Speculative Extremes and Historically-Informed Optimism

There’s a field in one of our data sets that rarely sees much play, being driven primarily by only the most extreme combination of overvaluation, overbullish sentiment, and overbought conditions we’ve identified across history. It’s one of a variety of such syndromes we track, and I’ve simply labeled it “Bubble,” because with a single exception, this extreme variant has only emerged just before the worst market collapses in the past century. Prior to the advance of recent years, the list of these instances was: August 1929, the week of the market peak; August 1972, after which the S&P 500 would advance about 7% by year-end, and then drop by half; August 1987, the week of the market peak; March 2000, the week of the market peak; and July 2007, within a few points of the final peak in the S&P 500, with a secondary signal in October 2007, the week of that final market peak.

The advancing segment of the current market cycle was different in its response to historic speculative extremes. Air-pockets, panics and crashes had regularly followed these and lesser “overvalued, overbought, overbullish” extremes in every previous market cycle, and our reliance on that fact became our Achilles Heel during the advancing half of this one. In an experiment that will ultimately have disastrous consequences, the Federal Reserve’s policy of quantitative easing intentionally encouraged yield-seeking speculation in this cycle far beyond the point where these warning signals emerged.

In other cycles across history, patient adherence to a value-conscious, historically-informed investment discipline was rewarded, if occasionally after some delay. In the advancing portion of this cycle, Ben Bernanke’s blind, stubborn recklessness made patient adherence to a value-conscious, historically-informed investment discipline itself indistinguishable from blind, stubborn recklessness. In mid-2014, we adapted our own investment discipline to address this challenge (see the “Box” in The Next Big Short for the full narrative). While lesser overvalued, overbought, overbullish syndromes in 2010 and 2011 were followed by significant market losses, the pattern changed once the Fed drove short-term interest rates to single basis points. In the face of these near-zero interest rates, one had to wait for market internals to deteriorate explicitly (indicating a shift toward risk-aversion among investors) before adopting a hard-negative market outlook.

In a series of signals between late-2013 and the beginning of 2014, that rare “Bubble” signal emerged again. This time, however, it was accompanied by quantitative easing, a Treasury bill yield averaging just 0.03%, and uniform market internals across a broad range of individual stocks, industries, sectors, and security types (when investors are inclined to speculate, they tend to be indiscriminate about it). The S&P 500 retreated, but by just 3%, followed by an advance for several more months until market internals deteriorated early in the second-half of 2014. Since then, the broad market has essentially gone sideways, though capitalization-weighted indices such as the S&P 500 have recently clawed to new highs on enthusiasm about negative interest rates abroad (which I believe actually reflect fresh deterioration in global economic conditions across Britain, Europe, Japan, and China).
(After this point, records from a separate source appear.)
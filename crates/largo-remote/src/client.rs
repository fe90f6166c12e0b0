//! Access-mode aware HTTP client.
//!
//! # Design
//! - Credentials are attached according to the access mode resolved for the exact
//!   request URL, so a verify href can be anonymous while the batch endpoint is not.
//! - `Empty` requests go out anonymously and are replayed once with basic credentials
//!   on a 401; `None` never carries credentials added by the client.
//! - Headers supplied by the caller (action headers) are never overridden.

use std::future::Future;
use std::sync::Arc;

use reqwest::header::{ACCEPT, AUTHORIZATION, CONTENT_TYPE, HeaderName, HeaderValue};
use reqwest::{Client, Method, Request, Response, StatusCode};
use serde::Serialize;
use serde::de::DeserializeOwned;
use tracing::debug;
use url::Url;

use largo_config::{AccessMode, AccessResolver};

use crate::credentials::{CredentialProvider, Credentials};
use crate::error::{RemoteError, RemoteResult};
use crate::wire::{MEDIA_TYPE, read_failure};

/// Shared HTTP client for every remote interaction of one invocation.
#[derive(Clone)]
pub struct ApiClient {
    http: Client,
    access: AccessResolver,
    credentials: Arc<dyn CredentialProvider>,
}

impl ApiClient {
    /// Build a client.
    #[must_use]
    pub fn new(
        http: Client,
        access: AccessResolver,
        credentials: Arc<dyn CredentialProvider>,
    ) -> Self {
        Self {
            http,
            access,
            credentials,
        }
    }

    /// Underlying reqwest client.
    #[must_use]
    pub const fn http(&self) -> &Client {
        &self.http
    }

    /// Access mode for `url`.
    #[must_use]
    pub fn access_for(&self, url: &Url) -> AccessMode {
        self.access.access_for_url(url)
    }

    /// Build a JSON request carrying the protocol media type and `extra` headers.
    ///
    /// # Errors
    ///
    /// Returns [`RemoteError::Build`] when a header or body cannot be encoded.
    pub fn json_request<B, I, K, V>(
        &self,
        method: Method,
        url: &Url,
        body: Option<&B>,
        extra: I,
    ) -> RemoteResult<Request>
    where
        B: Serialize + ?Sized,
        I: IntoIterator<Item = (K, V)>,
        K: AsRef<str>,
        V: AsRef<str>,
    {
        let mut builder = self
            .http
            .request(method, url.clone())
            .header(ACCEPT, MEDIA_TYPE);
        if let Some(body) = body {
            let bytes = serde_json::to_vec(body).map_err(|err| RemoteError::Build {
                message: format!("unable to encode request body: {err}"),
            })?;
            builder = builder.header(CONTENT_TYPE, MEDIA_TYPE).body(bytes);
        }
        let mut request = builder.build().map_err(|err| RemoteError::Build {
            message: err.to_string(),
        })?;
        apply_headers(&mut request, extra)?;
        Ok(request)
    }

    /// Attach credentials to `request` as `mode` demands.
    ///
    /// # Errors
    ///
    /// Returns [`RemoteError::Credentials`] when `mode` is basic and no credentials exist.
    pub async fn authorize(&self, mut request: Request, mode: AccessMode) -> RemoteResult<Request> {
        if mode != AccessMode::Basic || request.headers().contains_key(AUTHORIZATION) {
            return Ok(request);
        }
        let url = request.url().clone();
        let credentials = self
            .lookup(&url)
            .await?
            .ok_or_else(|| RemoteError::Credentials {
                url: url.to_string(),
            })?;
        insert_basic(&mut request, &credentials)?;
        Ok(request)
    }

    /// Execute the request produced by `build`, applying the access mode of its URL.
    ///
    /// `build` is invoked again when an anonymous request must be replayed with
    /// credentials, so streaming bodies can be reopened. Non-2xx responses are
    /// returned as-is.
    ///
    /// # Errors
    ///
    /// Returns an error when `build` fails, credentials are required but missing, or the
    /// request produces no response.
    pub async fn execute<F, Fut>(&self, build: F) -> RemoteResult<Response>
    where
        F: Fn() -> Fut + Send + Sync,
        Fut: Future<Output = RemoteResult<Request>> + Send,
    {
        let request = build().await?;
        let url = request.url().clone();
        let mode = self.access_for(&url);
        let carries_auth = request.headers().contains_key(AUTHORIZATION);
        let request = self.authorize(request, mode).await?;
        let response = self.send(request).await?;

        if response.status() != StatusCode::UNAUTHORIZED
            || mode != AccessMode::Empty
            || carries_auth
        {
            return Ok(response);
        }
        let Some(credentials) = self.lookup(&url).await? else {
            return Ok(response);
        };

        debug!(url = %url, "replaying request with basic credentials");
        let mut retry = build().await?;
        insert_basic(&mut retry, &credentials)?;
        let response = self.send(retry).await?;
        match response.status() {
            status if status.is_success() => self.credentials.approve(&url, &credentials).await,
            StatusCode::UNAUTHORIZED | StatusCode::FORBIDDEN => {
                self.credentials.reject(&url, &credentials).await;
            }
            _ => {}
        }
        Ok(response)
    }

    /// Send a JSON request and return the raw response, whatever its status.
    ///
    /// # Errors
    ///
    /// Returns an error when the request cannot be built or produces no response.
    pub async fn send_json<B>(
        &self,
        method: Method,
        url: &Url,
        body: Option<&B>,
    ) -> RemoteResult<Response>
    where
        B: Serialize + Sync + ?Sized,
    {
        self.execute(|| {
            let request = self.json_request(method.clone(), url, body, NO_HEADERS);
            async move { request }
        })
        .await
    }

    /// Send a JSON request and decode a JSON success body.
    ///
    /// # Errors
    ///
    /// Returns [`RemoteError::Status`] for non-2xx answers and [`RemoteError::Decode`]
    /// when the success body does not decode as `T`.
    pub async fn call_json<B, T>(&self, method: Method, url: &Url, body: Option<&B>) -> RemoteResult<T>
    where
        B: Serialize + Sync + ?Sized,
        T: DeserializeOwned,
    {
        let response = self.send_json(method, url, body).await?;
        if !response.status().is_success() {
            return Err(status_error(response).await);
        }
        decode(response).await
    }

    async fn send(&self, request: Request) -> RemoteResult<Response> {
        let url = request.url().clone();
        debug!(method = %request.method(), url = %url, "sending request");
        self.http
            .execute(request)
            .await
            .map_err(|err| RemoteError::transport(&url, &err))
    }

    async fn lookup(&self, url: &Url) -> RemoteResult<Option<Credentials>> {
        if let Some(credentials) = Credentials::from_url(url) {
            return Ok(Some(credentials));
        }
        self.credentials.fill(url).await
    }
}

const NO_HEADERS: [(&str, &str); 0] = [];

/// Convert a non-2xx response into [`RemoteError::Status`].
pub async fn status_error(response: Response) -> RemoteError {
    let (status, retry_after, body) = read_failure(response).await;
    RemoteError::Status {
        status,
        message: body.describe(status),
        request_id: body.request_id,
        retry_after,
    }
}

/// Decode a JSON response body.
///
/// # Errors
///
/// Returns [`RemoteError::Decode`] when the body cannot be read or decoded.
pub async fn decode<T: DeserializeOwned>(response: Response) -> RemoteResult<T> {
    let bytes = response.bytes().await.map_err(|err| RemoteError::Decode {
        reason: err.to_string(),
    })?;
    serde_json::from_slice(&bytes).map_err(|err| RemoteError::Decode {
        reason: err.to_string(),
    })
}

fn apply_headers<I, K, V>(request: &mut Request, headers: I) -> RemoteResult<()>
where
    I: IntoIterator<Item = (K, V)>,
    K: AsRef<str>,
    V: AsRef<str>,
{
    for (name, value) in headers {
        let name = HeaderName::from_bytes(name.as_ref().as_bytes()).map_err(|_| {
            RemoteError::Build {
                message: format!("invalid header name {:?}", name.as_ref()),
            }
        })?;
        let value = HeaderValue::from_str(value.as_ref()).map_err(|_| RemoteError::Build {
            message: format!("invalid value for header {name}"),
        })?;
        request.headers_mut().insert(name, value);
    }
    Ok(())
}

/// Copy `headers` onto `request`, replacing existing values of the same name.
///
/// # Errors
///
/// Returns [`RemoteError::Build`] when a name or value is not a valid header.
pub fn with_headers<I, K, V>(mut request: Request, headers: I) -> RemoteResult<Request>
where
    I: IntoIterator<Item = (K, V)>,
    K: AsRef<str>,
    V: AsRef<str>,
{
    apply_headers(&mut request, headers)?;
    Ok(request)
}

fn insert_basic(request: &mut Request, credentials: &Credentials) -> RemoteResult<()> {
    let mut value =
        HeaderValue::from_str(&credentials.basic_header()).map_err(|_| RemoteError::Build {
            message: "credentials cannot be encoded as a header".to_string(),
        })?;
    value.set_sensitive(true);
    request.headers_mut().insert(AUTHORIZATION, value);
    Ok(())
}
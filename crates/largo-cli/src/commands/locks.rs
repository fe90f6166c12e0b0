//! `lock`, `unlock`, and `locks`.

use largo_locking::LockQuery;

use crate::cli::{LockArgs, LocksArgs, UnlockArgs};
use crate::client::{AppContext, CliError, CliResult};
use crate::output::{render_lock, render_locks, render_partition, render_unlock};

pub(crate) async fn handle_lock(ctx: &AppContext, args: LockArgs) -> CliResult<()> {
    let lock = ctx.locks()?.lock(&args.path).await?;
    render_lock(&lock, ctx.json)
}

pub(crate) async fn handle_unlock(ctx: &AppContext, args: UnlockArgs) -> CliResult<()> {
    let coordinator = ctx.locks()?;
    let lock = match (args.path, args.id) {
        (Some(path), _) => coordinator.unlock_path(&path, args.force).await?,
        (None, Some(id)) => coordinator.unlock_id(&id, args.force).await?,
        (None, None) => return Err(CliError::validation("unlock needs a path or --id")),
    };
    render_unlock(&lock, ctx.json)
}

pub(crate) async fn handle_locks(ctx: &AppContext, args: LocksArgs) -> CliResult<()> {
    let coordinator = ctx.locks()?;
    if args.verify {
        let partition = coordinator.verify().await?;
        return render_partition(&partition, ctx.json);
    }
    let query = LockQuery {
        path: args.path,
        id: args.id,
        limit: args.limit,
    };
    let locks = coordinator.locks(query).await?;
    render_locks(&locks, ctx.json)
}

#[cfg(test)]
mod tests {
    use super::*;
    use anyhow::Result;
    use httpmock::prelude::*;
    use serde_json::{Value, json};
    use std::fs;

    fn lock_json(id: &str, path: &str, owner: &str) -> Value {
        json!({"id": id, "path": path, "owner": {"name": owner}, "locked_at": "2024-03-01T12:00:00Z"})
    }

    fn context(server: &MockServer, root: &std::path::Path) -> Result<AppContext> {
        fs::create_dir_all(root.join(".git"))?;
        AppContext::for_tests(root, &server.url("/lfs"))
    }

    #[tokio::test]
    async fn lock_posts_the_repository_path() -> Result<()> {
        let repo = tempfile::tempdir()?;
        let server = MockServer::start_async().await;
        let mock = server.mock(|when, then| {
            when.method(POST)
                .path("/lfs/locks")
                .json_body(json!({"path": "hero.psd", "ref": {"name": "refs/heads/main"}}));
            then.status(201)
                .json_body(json!({"lock": lock_json("1", "hero.psd", "alice")}));
        });

        let ctx = context(&server, repo.path())?;
        let result = handle_lock(
            &ctx,
            LockArgs {
                path: "hero.psd".to_string(),
            },
        )
        .await;
        assert!(result.is_ok());
        mock.assert();
        Ok(())
    }

    #[tokio::test]
    async fn conflicts_exit_as_failures() -> Result<()> {
        let repo = tempfile::tempdir()?;
        let server = MockServer::start_async().await;
        server.mock(|when, then| {
            when.method(POST).path("/lfs/locks");
            then.status(409).json_body(json!({
                "lock": lock_json("9", "hero.psd", "bob"),
                "message": "already created lock"
            }));
        });

        let ctx = context(&server, repo.path())?;
        let err = handle_lock(
            &ctx,
            LockArgs {
                path: "hero.psd".to_string(),
            },
        )
        .await
        .expect_err("conflict");
        assert_eq!(err.exit_code(), 3);
        assert_eq!(err.display_message(), "already locked by bob");
        Ok(())
    }

    #[tokio::test]
    async fn paths_outside_the_repository_are_validation_errors() -> Result<()> {
        let repo = tempfile::tempdir()?;
        let server = MockServer::start_async().await;
        let mock = server.mock(|when, then| {
            when.method(POST).path("/lfs/locks");
            then.status(201);
        });

        let ctx = context(&server, repo.path())?;
        let err = handle_lock(
            &ctx,
            LockArgs {
                path: "../elsewhere.psd".to_string(),
            },
        )
        .await
        .expect_err("outside");
        assert_eq!(err.exit_code(), 2);
        mock.assert_calls(0);
        Ok(())
    }

    #[tokio::test]
    async fn unlock_by_id_skips_the_lookup() -> Result<()> {
        let repo = tempfile::tempdir()?;
        let server = MockServer::start_async().await;
        let list = server.mock(|when, then| {
            when.method(GET).path("/lfs/locks");
            then.status(200).json_body(json!({"locks": []}));
        });
        let unlock = server.mock(|when, then| {
            when.method(POST)
                .path("/lfs/locks/7/unlock")
                .json_body(json!({"force": true, "ref": {"name": "refs/heads/main"}}));
            then.status(200)
                .json_body(json!({"lock": lock_json("7", "hero.psd", "bob")}));
        });

        let ctx = context(&server, repo.path())?;
        let args = UnlockArgs {
            path: None,
            id: Some("7".to_string()),
            force: true,
        };
        assert!(handle_unlock(&ctx, args).await.is_ok());
        unlock.assert();
        list.assert_calls(0);
        Ok(())
    }

    #[tokio::test]
    async fn locks_verify_splits_ours_and_theirs() -> Result<()> {
        let repo = tempfile::tempdir()?;
        let server = MockServer::start_async().await;
        let verify = server.mock(|when, then| {
            when.method(POST).path("/lfs/locks/verify");
            then.status(200).json_body(json!({
                "ours": [lock_json("1", "a.psd", "alice")],
                "theirs": [lock_json("2", "b.psd", "bob")]
            }));
        });

        let ctx = context(&server, repo.path())?;
        let args = LocksArgs {
            verify: true,
            ..LocksArgs::default()
        };
        assert!(handle_locks(&ctx, args).await.is_ok());
        verify.assert();
        Ok(())
    }
}
//! Seams implemented by transport adapters and progress consumers.

use async_trait::async_trait;

use crate::error::{TransferError, TransferResult};
use crate::model::{Action, Direction, Transfer};
use crate::report::TransferReport;

/// Performs a single server-issued transfer action.
///
/// Adapters own the byte movement only; retries, timeouts, and verification are the
/// executor's responsibility.
#[async_trait]
pub trait TransferAdapter: Send + Sync {
    /// Adapter name advertised in batch requests (e.g. `basic`).
    fn name(&self) -> &'static str;

    /// Send the object for `transfer` to the action target. Returns bytes sent.
    async fn upload(&self, transfer: &Transfer, action: &Action) -> TransferResult<u64> {
        let _ = (transfer, action);
        Err(TransferError::Unsupported {
            operation: "upload",
        })
    }

    /// Fetch the object for `transfer` from the action target. Returns bytes received.
    async fn download(&self, transfer: &Transfer, action: &Action) -> TransferResult<u64> {
        let _ = (transfer, action);
        Err(TransferError::Unsupported {
            operation: "download",
        })
    }

    /// Dispatch to the direction-specific operation.
    async fn perform(
        &self,
        direction: Direction,
        transfer: &Transfer,
        action: &Action,
    ) -> TransferResult<u64> {
        match direction {
            Direction::Upload => self.upload(transfer, action).await,
            Direction::Download => self.download(transfer, action).await,
        }
    }
}

/// Receives progress from the executor.
pub trait ProgressObserver: Send + Sync {
    /// Called exactly once per object when its outcome is final.
    fn on_complete(&self, report: &TransferReport);

    /// Called before a transient failure is retried.
    fn on_retry(&self, oid: &str, attempt: u32, error: &TransferError) {
        let _ = (oid, attempt, error);
    }
}

/// Observer that ignores every notification.
#[derive(Debug, Clone, Copy, Default)]
pub struct NoopObserver;

impl ProgressObserver for NoopObserver {
    fn on_complete(&self, _report: &TransferReport) {}
}

#[cfg(test)]
mod tests {
    use super::*;
    use crate::model::{ActionSet, Pointer};

    struct DownloadOnly;

    #[async_trait]
    impl TransferAdapter for DownloadOnly {
        fn name(&self) -> &'static str {
            "download-only"
        }

        async fn download(&self, transfer: &Transfer, _action: &Action) -> TransferResult<u64> {
            Ok(transfer.size)
        }
    }

    #[tokio::test]
    async fn adapter_default_methods_report_unsupported() {
        let adapter = DownloadOnly;
        let transfer =
            Transfer::from_pointer(&Pointer::new("abc", 7, "a.bin"), ActionSet::default());
        let action = Action::new("https://example.test/abc");

        assert_eq!(
            adapter
                .perform(Direction::Download, &transfer, &action)
                .await,
            Ok(7)
        );
        assert_eq!(
            adapter.perform(Direction::Upload, &transfer, &action).await,
            Err(TransferError::Unsupported {
                operation: "upload"
            })
        );
    }
}
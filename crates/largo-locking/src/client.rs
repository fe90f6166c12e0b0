//! Client for the remote `/locks` endpoints.

use std::collections::HashSet;

use largo_core::{Lock, LockError, LockResult, Ref};
use largo_remote::{ApiClient, RemoteError, decode, join_endpoint, status_error};
use reqwest::{Method, StatusCode};
use serde::{Deserialize, Serialize};
use tracing::{debug, info};
use url::Url;

/// Filters for listing locks.
#[derive(Debug, Clone, Default, PartialEq, Eq)]
pub struct LockQuery {
    /// Only locks on this canonical path.
    pub path: Option<String>,
    /// Only the lock with this identifier.
    pub id: Option<String>,
    /// Stop after this many locks.
    pub limit: Option<usize>,
}

/// Locks held against a ref, split by holder.
#[derive(Debug, Clone, Default, PartialEq, Eq, Serialize)]
pub struct LockPartition {
    /// Locks held by the authenticated user.
    pub ours: Vec<Lock>,
    /// Locks held by anybody else.
    pub theirs: Vec<Lock>,
}

#[derive(Serialize)]
struct RefBody<'a> {
    name: &'a str,
}

#[derive(Serialize)]
struct CreateRequest<'a> {
    path: &'a str,
    #[serde(rename = "ref", skip_serializing_if = "Option::is_none")]
    remote_ref: Option<RefBody<'a>>,
}

#[derive(Serialize)]
struct UnlockRequest<'a> {
    force: bool,
    #[serde(rename = "ref", skip_serializing_if = "Option::is_none")]
    remote_ref: Option<RefBody<'a>>,
}

#[derive(Serialize)]
struct VerifyRequest<'a> {
    #[serde(skip_serializing_if = "Option::is_none")]
    cursor: Option<&'a str>,
    #[serde(rename = "ref", skip_serializing_if = "Option::is_none")]
    remote_ref: Option<RefBody<'a>>,
}
//! Default tuning values for the transfer queue.
//!
//! # Design
//! - Centralize defaults so the CLI, tests, and settings parsing agree.

/// Concurrent transfer workers.
pub(crate) const CONCURRENT_TRANSFERS: usize = 8;
/// Retries after the first attempt of a transient failure.
pub(crate) const MAX_RETRIES: u32 = 8;
/// Ceiling on the exponential retry delay, in seconds.
pub(crate) const MAX_RETRY_DELAY_SECS: u64 = 10;
/// Verify requests allowed per process invocation.
pub(crate) const MAX_VERIFIES: u64 = 3;
/// Objects per batch negotiation.
pub(crate) const BATCH_SIZE: usize = 100;
/// Per-action timeout, in seconds.
pub(crate) const ACTIVITY_TIMEOUT_SECS: u64 = 30;
/// Initial retry delay, in milliseconds.
pub(crate) const BASE_RETRY_DELAY_MS: u64 = 250;
/// Remote used when nothing else is configured.
pub(crate) const DEFAULT_REMOTE: &str = "origin";
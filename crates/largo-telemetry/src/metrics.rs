//! Prometheus-backed metrics registry and snapshot helpers.
//!
//! # Design
//! - Collector registration stays private; callers record through typed methods.
//! - Label values are fixed strings so cardinality is bounded by direction and outcome.

use std::sync::Arc;

use prometheus::core::Collector;
use prometheus::{Encoder, IntCounter, IntCounterVec, Opts, Registry, TextEncoder};
use serde::Serialize;

use crate::error::{Result, TelemetryError};

/// Metrics registry for one invocation.
#[derive(Clone)]
pub struct Metrics {
    inner: Arc<MetricsInner>,
}

struct MetricsInner {
    registry: Registry,
    transfers_total: IntCounterVec,
    transfer_bytes_total: IntCounterVec,
    transfer_retries_total: IntCounter,
    verify_requests_total: IntCounterVec,
}

/// Point-in-time view of the transfer counters.
#[derive(Debug, Clone, Default, PartialEq, Eq, Serialize)]
pub struct MetricsSnapshot {
    /// Objects whose primary action completed.
    pub completed: u64,
    /// Objects that needed no action.
    pub skipped: u64,
    /// Objects that failed permanently.
    pub failed: u64,
    /// Bytes sent by uploads.
    pub bytes_uploaded: u64,
    /// Bytes received by downloads.
    pub bytes_downloaded: u64,
    /// Transient failures that were retried.
    pub retries: u64,
    /// Verify requests the remote confirmed.
    pub verified: u64,
    /// Verify requests that failed.
    pub verify_failed: u64,
    /// Verifications skipped because the budget ran out.
    pub verify_skipped: u64,
}

const DIRECTIONS: [&str; 2] = ["upload", "download"];

impl Metrics {
    /// Construct a registry with the transfer collectors registered.
    ///
    /// # Errors
    ///
    /// Returns an error if a collector cannot be built or registered.
    pub fn new() -> Result<Self> {
        let registry = Registry::new();

        let transfers_total = counter_vec(
            "transfers_total",
            "Objects finished by direction and outcome",
            &["direction", "outcome"],
        )?;
        let transfer_bytes_total = counter_vec(
            "transfer_bytes_total",
            "Object bytes moved by direction",
            &["direction"],
        )?;
        let transfer_retries_total = IntCounter::with_opts(Opts::new(
            "transfer_retries_total",
            "Transient transfer failures that were retried",
        ))
        .map_err(|source| TelemetryError::MetricsRegister {
            name: "transfer_retries_total",
            source,
        })?;
        let verify_requests_total = counter_vec(
            "verify_requests_total",
            "Post-upload verifications by outcome",
            &["outcome"],
        )?;

        register(&registry, "transfers_total", &transfers_total)?;
        register(&registry, "transfer_bytes_total", &transfer_bytes_total)?;
        register(&registry, "transfer_retries_total", &transfer_retries_total)?;
        register(&registry, "verify_requests_total", &verify_requests_total)?;

        Ok(Self {
            inner: Arc::new(MetricsInner {
                registry,
                transfers_total,
                transfer_bytes_total,
                transfer_retries_total,
                verify_requests_total,
            }),
        })
    }

    /// Count one finished object. `outcome` is `completed`, `skipped`, or `failed`.
    pub fn inc_transfer(&self, direction: &str, outcome: &str) {
        self.inner
            .transfers_total
            .with_label_values(&[direction, outcome])
            .inc();
    }

    /// Add moved bytes for `direction`.
    pub fn add_bytes(&self, direction: &str, bytes: u64) {
        self.inner
            .transfer_bytes_total
            .with_label_values(&[direction])
            .inc_by(bytes);
    }

    /// Count one retried transient failure.
    pub fn inc_retry(&self) {
        self.inner.transfer_retries_total.inc();
    }

    /// Count one verification. `outcome` is `verified`, `failed`, or `budget_exhausted`.
    pub fn inc_verify(&self, outcome: &str) {
        self.inner
            .verify_requests_total
            .with_label_values(&[outcome])
            .inc();
    }

    /// Render the registry in the Prometheus text exposition format.
    ///
    /// # Errors
    ///
    /// Returns an error if encoding fails or the output is not valid UTF-8.
    pub fn render(&self) -> Result<String> {
        let encoder = TextEncoder::new();
        let families = self.inner.registry.gather();
        let mut buffer = Vec::new();
        encoder
            .encode(&families, &mut buffer)
            .map_err(|source| TelemetryError::MetricsEncode { source })?;
        String::from_utf8(buffer).map_err(|source| TelemetryError::MetricsUtf8 { source })
    }

    /// Take a snapshot of the transfer counters.
    #[must_use]
    pub fn snapshot(&self) -> MetricsSnapshot {
        let transfers = |outcome: &str| -> u64 {
            DIRECTIONS
                .iter()
                .map(|direction| {
                    self.inner
                        .transfers_total
                        .with_label_values(&[*direction, outcome])
                        .get()
                })
                .sum()
        };
        let bytes = |direction: &str| {
            self.inner
                .transfer_bytes_total
                .with_label_values(&[direction])
                .get()
        };
        let verify = |outcome: &str| {
            self.inner
                .verify_requests_total
                .with_label_values(&[outcome])
                .get()
        };
        MetricsSnapshot {
            completed: transfers("completed"),
            skipped: transfers("skipped"),
            failed: transfers("failed"),
            bytes_uploaded: bytes("upload"),
            bytes_downloaded: bytes("download"),
            retries: self.inner.transfer_retries_total.get(),
            verified: verify("verified"),
            verify_failed: verify("failed"),
            verify_skipped: verify("budget_exhausted"),
        }
    }
}

fn counter_vec(name: &'static str, help: &str, labels: &[&str]) -> Result<IntCounterVec> {
    IntCounterVec::new(Opts::new(name, help), labels)
        .map_err(|source| TelemetryError::MetricsRegister { name, source })
}

fn register<C>(registry: &Registry, name: &'static str, collector: &C) -> Result<()>
where
    C: Collector + Clone + 'static,
{
    registry
        .register(Box::new(collector.clone()))
        .map_err(|source| TelemetryError::MetricsRegister { name, source })
}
Last week, market conditions joined the same tiny handful of extremes that defined the 1929, 1972, 1987, 2000 and 2007 market peaks. Still, the false signal near the start of 2014 (and lesser extremes before then), helpless in the face of single basis-point Treasury bill yields and uniform market internals, encourages a certain level of humility and flexibility.

It’s clear that at least between late-2011 to mid-2014, the Fed engineered an environment that disrupted the typical response to extreme and previously reliable warning signs. In 2010 and 2011, lesser overvalued, overbought, overbullish extremes were followed by significant market losses, even though Treasury bill yields were only in the range of 10-15 basis points. In contrast, between late-2011 and mid-2014, T-bill yields averaged less than 5 basis points, and the majority of the intervening market gains overlapped the roughly one-third of that span when our present, adapted measures would encourage a constructive outlook (largely on the basis of favorable market internals). Currently, Treasury bill yields are about 30 basis points (higher than in 2010 and 2011), and while certain trend-following measures are favorable here, our overall evaluation of market internals is still mixed. Put simply, the mitigating factors are weaker here, but it’s not entirely clear what happens next.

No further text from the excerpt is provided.